Of course, reserves revision is nothing new. But the scope and the magnitude of the process seem to indicate that there is something wrong with the system. The Canadian Securities Administrators (CSA) have developed a mandatory disclosure system which, since Dec. 31, 2003, forces oil companies to rely on outside independent evaluators to certify their proven reserves. This is in itself a welcome development. But no system can be foolproof, and reserve estimates will always leave a certain degree of uncertainty in the minds of administrators and/or stockholders.1

In the US, many are looking at the Canadian metrics now imposed on oil company disclosures to ensure good corporate governance. The US Securities and Exchange Commission, heaquartered in Washington, DC, has designed a number of rules over the years, many of them passed pursuant to the Sarbanes-Oxley Act. The most important ones require heightened standards of auditor independence and minimum professional standards for lawyers.
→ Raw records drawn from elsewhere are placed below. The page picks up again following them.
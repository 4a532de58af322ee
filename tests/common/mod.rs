#![allow(dead_code)]

use std::io::{self, Write};
use std::path::Path;

pub fn read_script(path: &Path) -> String {
    std::fs::read_to_string(path)
        .unwrap_or_else(|e| panic!("read script {}: {e}", path.display()))
}

pub fn line_count(path: &Path) -> usize {
    read_script(path).lines().count()
}

/// Writer that accepts `budget` bytes and then fails like a full disk.
pub struct FullAfter {
    pub written: Vec<u8>,
    budget: usize,
}

impl FullAfter {
    pub fn new(budget: usize) -> Self {
        Self {
            written: Vec::new(),
            budget,
        }
    }
}

impl Write for FullAfter {
    fn write(&mut self, buf: &[u8]) -> io::Result<usize> {
        if self.budget == 0 {
            return Err(io::Error::other("no space left on device"));
        }
        let n = buf.len().min(self.budget);
        self.written.extend_from_slice(&buf[..n]);
        self.budget -= n;
        Ok(n)
    }

    fn flush(&mut self) -> io::Result<()> {
        Ok(())
    }
}
use std::path::PathBuf;

use clap::{Parser, Subcommand};

use overlay_script::{ExistingFile, ScriptOptions};

/// Validate an octal permission string such as 700 or 0o755.
fn parse_mode(s: &str) -> Result<u32, String> {
    let digits = s.trim_start_matches("0o");
    match u32::from_str_radix(digits, 8) {
        Ok(m) if m <= 0o7777 => Ok(m),
        _ => Err("must be an octal mode such as 700 or 0o755".to_string()),
    }
}

#[derive(Parser, Debug)]
#[command(
    name = "overlay-script",
    version,
    about = "Create shell scripts for overlay filesystem maintenance and append commands to them.",
    after_long_help = "Examples:\n  overlay-script create --shebang /bin/sh --errexit\n  overlay-script create --output ./undo.sh --existing append\n  overlay-script append --output ./undo.sh 'umount %q' /mnt/overlay\n\n"
)]
pub(crate) struct Cli {
    /// Print detailed execution info (forces debug logging)
    #[arg(long, global = true)]
    pub(crate) verbose: bool,

    #[command(subcommand)]
    pub(crate) command: Cmd,
}

#[derive(Subcommand, Debug, Clone)]
pub(crate) enum Cmd {
    /// Create a script and print its path
    Create {
        /// Persistent script path; when omitted a unique temp file is generated
        #[arg(long, short = 'o')]
        output: Option<PathBuf>,
        /// Directory for generated scripts (default: host temp directory)
        #[arg(long)]
        dir: Option<PathBuf>,
        /// File-name prefix for generated scripts
        #[arg(long, default_value = overlay_script::script::options::DEFAULT_PREFIX)]
        prefix: String,
        /// File-name suffix for generated scripts
        #[arg(long, default_value = overlay_script::script::options::DEFAULT_SUFFIX)]
        suffix: String,
        /// What to do when --output already exists
        #[arg(long, value_enum, default_value_t = ExistingFile::Truncate)]
        existing: ExistingFile,
        /// Write '#!<INTERP>' as the first line
        #[arg(long, value_name = "INTERP")]
        shebang: Option<String>,
        /// Write 'set -e' after the shebang
        #[arg(long)]
        errexit: bool,
        /// Make the script executable by its owner (mode 700)
        #[arg(long, conflicts_with = "mode")]
        executable: bool,
        /// Explicit octal permission bits
        #[arg(long, value_parser = parse_mode)]
        mode: Option<u32>,
    },
    /// Append one formatted command to an existing script
    Append {
        /// Script to extend (created if missing)
        #[arg(long, short = 'o')]
        output: PathBuf,
        /// printf-style template: %s %d %i %u %q %%
        template: String,
        /// Template arguments, in order
        #[arg(trailing_var_arg = true, allow_hyphen_values = true)]
        args: Vec<String>,
    },
    /// Print build information
    Info,
}

impl Cmd {
    /// Map `create` flags onto initializer options.
    pub(crate) fn script_options(&self) -> ScriptOptions {
        match self {
            Cmd::Create {
                dir,
                prefix,
                suffix,
                existing,
                shebang,
                errexit,
                executable,
                mode,
                ..
            } => {
                let mut opts = ScriptOptions::new()
                    .prefix(prefix.clone())
                    .suffix(suffix.clone())
                    .existing(*existing);
                if let Some(d) = dir {
                    opts = opts.dir(d.clone());
                }
                if let Some(interp) = shebang {
                    opts = opts.shebang(interp);
                }
                if *errexit {
                    opts = opts.header_line("set -e");
                }
                if *executable {
                    opts = opts.mode(0o700);
                } else if let Some(m) = mode {
                    opts = opts.mode(*m);
                }
                opts
            }
            Cmd::Append { .. } => ScriptOptions::new().existing(ExistingFile::Append),
            Cmd::Info => ScriptOptions::new(),
        }
    }
}

#[cfg(test)]
mod tests {
    use super::*;

    #[test]
    fn test_parse_mode_accepts_octal_forms() {
        assert_eq!(parse_mode("700"), Ok(0o700));
        assert_eq!(parse_mode("0o755"), Ok(0o755));
        assert!(parse_mode("9").is_err());
        assert!(parse_mode("77777").is_err());
    }

    #[test]
    fn test_create_flags_map_to_options() {
        let cli = Cli::parse_from([
            "overlay-script",
            "create",
            "--dir",
            "/var/tmp",
            "--shebang",
            "/bin/sh",
            "--errexit",
            "--executable",
        ]);
        let opts = cli.command.script_options();
        assert_eq!(opts.dir, Some(PathBuf::from("/var/tmp")));
        assert_eq!(opts.header, vec!["#!/bin/sh".to_string(), "set -e".to_string()]);
        assert_eq!(opts.mode, Some(0o700));
        assert_eq!(opts.prefix, "overlay-tools-");
    }

    #[test]
    fn test_append_collects_hyphenated_args() {
        let cli = Cli::parse_from([
            "overlay-script",
            "append",
            "-o",
            "undo.sh",
            "rm %s %q",
            "--",
            "-rf",
            "/mnt/a b",
        ]);
        match cli.command {
            Cmd::Append { ref template, ref args, .. } => {
                assert_eq!(template, "rm %s %q");
                assert_eq!(args, &vec!["-rf".to_string(), "/mnt/a b".to_string()]);
            }
            ref other => panic!("unexpected command: {other:?}"),
        }
        assert_eq!(cli.command.script_options().existing, ExistingFile::Append);
    }
}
The question for the future is whether the SEC will follow the Canadian model and ask for external independent reserves evaluators as well.

National Instrument 51-101

Canada's National Instrument 51-101 (Fig. 1), which lays down standards of disclosure for oil and gas activities, has been developed from the recommendations of the Alberta Securities Commission Taskforce, a 27-member group, with the close involvement of the CIM (Canadian Institute of Mining, Metallurgy, & Petroleum, better known under the name The Petroleum Society).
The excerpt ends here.